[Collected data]
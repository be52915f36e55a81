use std::path::PathBuf;

use clap::Parser;

use bombcat_bench::config::{BenchConfig, ResolvedOutputs};
use bombcat_bench::logging::init_logging;
use bombcat_bench::runner::SeriesRunner;

/// Match-series harness for the bombcat policies.
#[derive(Debug, Parser)]
#[command(
    name = "bombcat-bench",
    author,
    version,
    about = "Deterministic bombcat match-series harness"
)]
struct Cli {
    /// Path to the YAML configuration file.
    #[arg(short, long, value_name = "FILE", default_value = "bench/bench.yaml")]
    config: PathBuf,

    /// Override the run identifier (substitutes {run_id} templates).
    #[arg(long, value_name = "RUN_ID")]
    run_id: Option<String>,

    /// Override the number of matches to play.
    #[arg(long, value_name = "COUNT")]
    matches: Option<usize>,

    /// Override the master RNG seed.
    #[arg(long, value_name = "SEED")]
    seed: Option<u64>,

    /// Policy standing in for the human seat (random or heuristic).
    #[arg(long, value_name = "POLICY")]
    human: Option<String>,

    /// Policy playing the bot seat (random or heuristic).
    #[arg(long, value_name = "POLICY")]
    bot: Option<String>,

    /// Exit after validating the configuration (no match is played).
    #[arg(long)]
    validate_only: bool,

    /// Keep match narration in the telemetry log.
    #[arg(long)]
    log_narration: bool,
}

fn main() -> anyhow::Result<()> {
    let cli = Cli::parse();
    let mut config = BenchConfig::from_path(&cli.config)?;

    if let Some(run_id) = cli.run_id {
        config.run_id = run_id;
    }

    if let Some(matches) = cli.matches {
        config.matches.count = matches;
    }

    if let Some(seed) = cli.seed {
        config.matches.seed = Some(seed);
    }

    if let Some(human) = cli.human {
        config.agents.human = human;
    }

    if let Some(bot) = cli.bot {
        config.agents.bot = bot;
    }

    if cli.log_narration {
        config.logging.narration = true;
    }

    config.validate()?;

    let outputs: ResolvedOutputs = config.resolved_outputs();
    let run_id = config.run_id.clone();
    let count = config.matches.count;

    println!(
        "Loaded configuration '{run_id}': {count} match{} of {} (human seat) vs {} (bot seat)",
        if count == 1 { "" } else { "es" },
        config.agents.human,
        config.agents.bot,
    );

    let _logging_guard = init_logging(&config.logging, &outputs, &run_id)?;
    let runner = SeriesRunner::new(config, outputs)?;

    if cli.validate_only {
        println!("Validation-only mode: series execution skipped.");
        return Ok(());
    }

    let summary = runner.run()?;
    println!(
        "Series complete for '{run_id}': {} matches → human {} / bot {} / draws {} / unfinished {}",
        summary.matches_played,
        summary.human_wins,
        summary.bot_wins,
        summary.draws,
        summary.unfinished
    );
    println!("Match rows: {}", summary.jsonl_path.display());
    println!("Summary table: {}", summary.summary_path.display());
    if let Some(telemetry_path) = summary.telemetry_path.as_ref() {
        println!("Telemetry log: {}", telemetry_path.display());
    }

    Ok(())
}
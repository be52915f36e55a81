//! Boundaries to the outside world.
//!
//! [`Presentation`] is called by the match for narration and for the few
//! choices only the human can make mid-effect. [`InputPort`] is what a driver
//! polls when the human owns the turn.

use crate::game::match_state::SeatView;
use crate::model::card::{Card, CardId};
use std::collections::VecDeque;
use tracing::{Level, event};

/// One thing a contestant can do at an action point.
#[derive(Debug, Clone, Copy, PartialEq, Eq)]
pub enum Action {
    Play(CardId),
    Draw { from_bottom: bool },
}

impl Action {
    pub const DRAW: Action = Action::Draw { from_bottom: false };
}

pub trait Presentation {
    fn notify(&mut self, message: &str, debug_only: bool);

    /// Where the human puts a defused bomb back, counted from the bottom
    /// (0) to the top (`max_position`). `None` lets the match pick.
    fn prompt_insert_position(&mut self, max_position: usize) -> Option<usize> {
        let _ = max_position;
        None
    }

    /// New top-down order for cards the human is allowed to rearrange, as
    /// indices into `cards`. `None` keeps the current order.
    fn prompt_reorder(&mut self, cards: &[Card]) -> Option<Vec<usize>> {
        let _ = cards;
        None
    }

    /// Rendered state should be brought up to date.
    fn refresh(&mut self) {}
}

pub trait InputPort {
    fn request_human_action(&mut self, view: &SeatView<'_>) -> Action;
}

/// Forwards narration to `tracing`; never answers prompts.
#[derive(Debug, Clone, Copy, Default)]
pub struct TracingPresentation;

impl Presentation for TracingPresentation {
    fn notify(&mut self, message: &str, debug_only: bool) {
        if debug_only {
            event!(target: "bombcat_core::narration", Level::DEBUG, message = %message);
        } else {
            event!(target: "bombcat_core::narration", Level::INFO, message = %message);
        }
    }
}

/// Keeps every notification and answers prompts from queued replies.
#[derive(Debug, Clone, Default)]
pub struct RecordingPresentation {
    notices: Vec<(String, bool)>,
    insert_replies: VecDeque<Option<usize>>,
    reorder_replies: VecDeque<Option<Vec<usize>>>,
    refreshes: usize,
}

impl RecordingPresentation {
    pub fn new() -> Self {
        Self::default()
    }

    pub fn with_insert_reply(mut self, reply: Option<usize>) -> Self {
        self.insert_replies.push_back(reply);
        self
    }

    pub fn with_reorder_reply(mut self, reply: Option<Vec<usize>>) -> Self {
        self.reorder_replies.push_back(reply);
        self
    }

    pub fn notices(&self) -> &[(String, bool)] {
        &self.notices
    }

    pub fn mentions(&self, needle: &str) -> bool {
        self.notices.iter().any(|(text, _)| text.contains(needle))
    }

    pub fn refreshes(&self) -> usize {
        self.refreshes
    }
}

impl Presentation for RecordingPresentation {
    fn notify(&mut self, message: &str, debug_only: bool) {
        self.notices.push((message.to_string(), debug_only));
    }

    fn prompt_insert_position(&mut self, _max_position: usize) -> Option<usize> {
        self.insert_replies.pop_front().flatten()
    }

    fn prompt_reorder(&mut self, _cards: &[Card]) -> Option<Vec<usize>> {
        self.reorder_replies.pop_front().flatten()
    }

    fn refresh(&mut self) {
        self.refreshes += 1;
    }
}
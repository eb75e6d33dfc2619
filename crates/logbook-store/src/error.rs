use std::fmt;

/// Result type for logbook-store operations
pub type Result<T> = std::result::Result<T, Error>;

/// Error types that can occur in the storage layer.
///
/// Load-side corruption is not an error: corrupt or version-mismatched
/// snapshots load as empty tables. Only save-side failures surface.
#[derive(Debug)]
pub enum Error {
    /// IO operation failed
    Io(std::io::Error),

    /// JSON encoding failed
    Json(serde_json::Error),
}

impl fmt::Display for Error {
    fn fmt(&self, f: &mut fmt::Formatter<'_>) -> fmt::Result {
        match self {
            Error::Io(err) => write!(f, "IO error: {}", err),
            Error::Json(err) => write!(f, "JSON error: {}", err),
        }
    }
}

impl std::error::Error for Error {
    fn source(&self) -> Option<&(dyn std::error::Error + 'static)> {
        match self {
            Error::Io(err) => Some(err),
            Error::Json(err) => Some(err),
        }
    }
}

impl From<std::io::Error> for Error {
    fn from(err: std::io::Error) -> Self {
        Error::Io(err)
    }
}

impl From<serde_json::Error> for Error {
    fn from(err: serde_json::Error) -> Self {
        Error::Json(err)
    }
}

WHAT THE TASK ASKS:
Extract every line of the records above that contains the word "store".

TASK RESULT:
filename crates/logbook-store/src/error.rs
/// Result type for logbook-store operations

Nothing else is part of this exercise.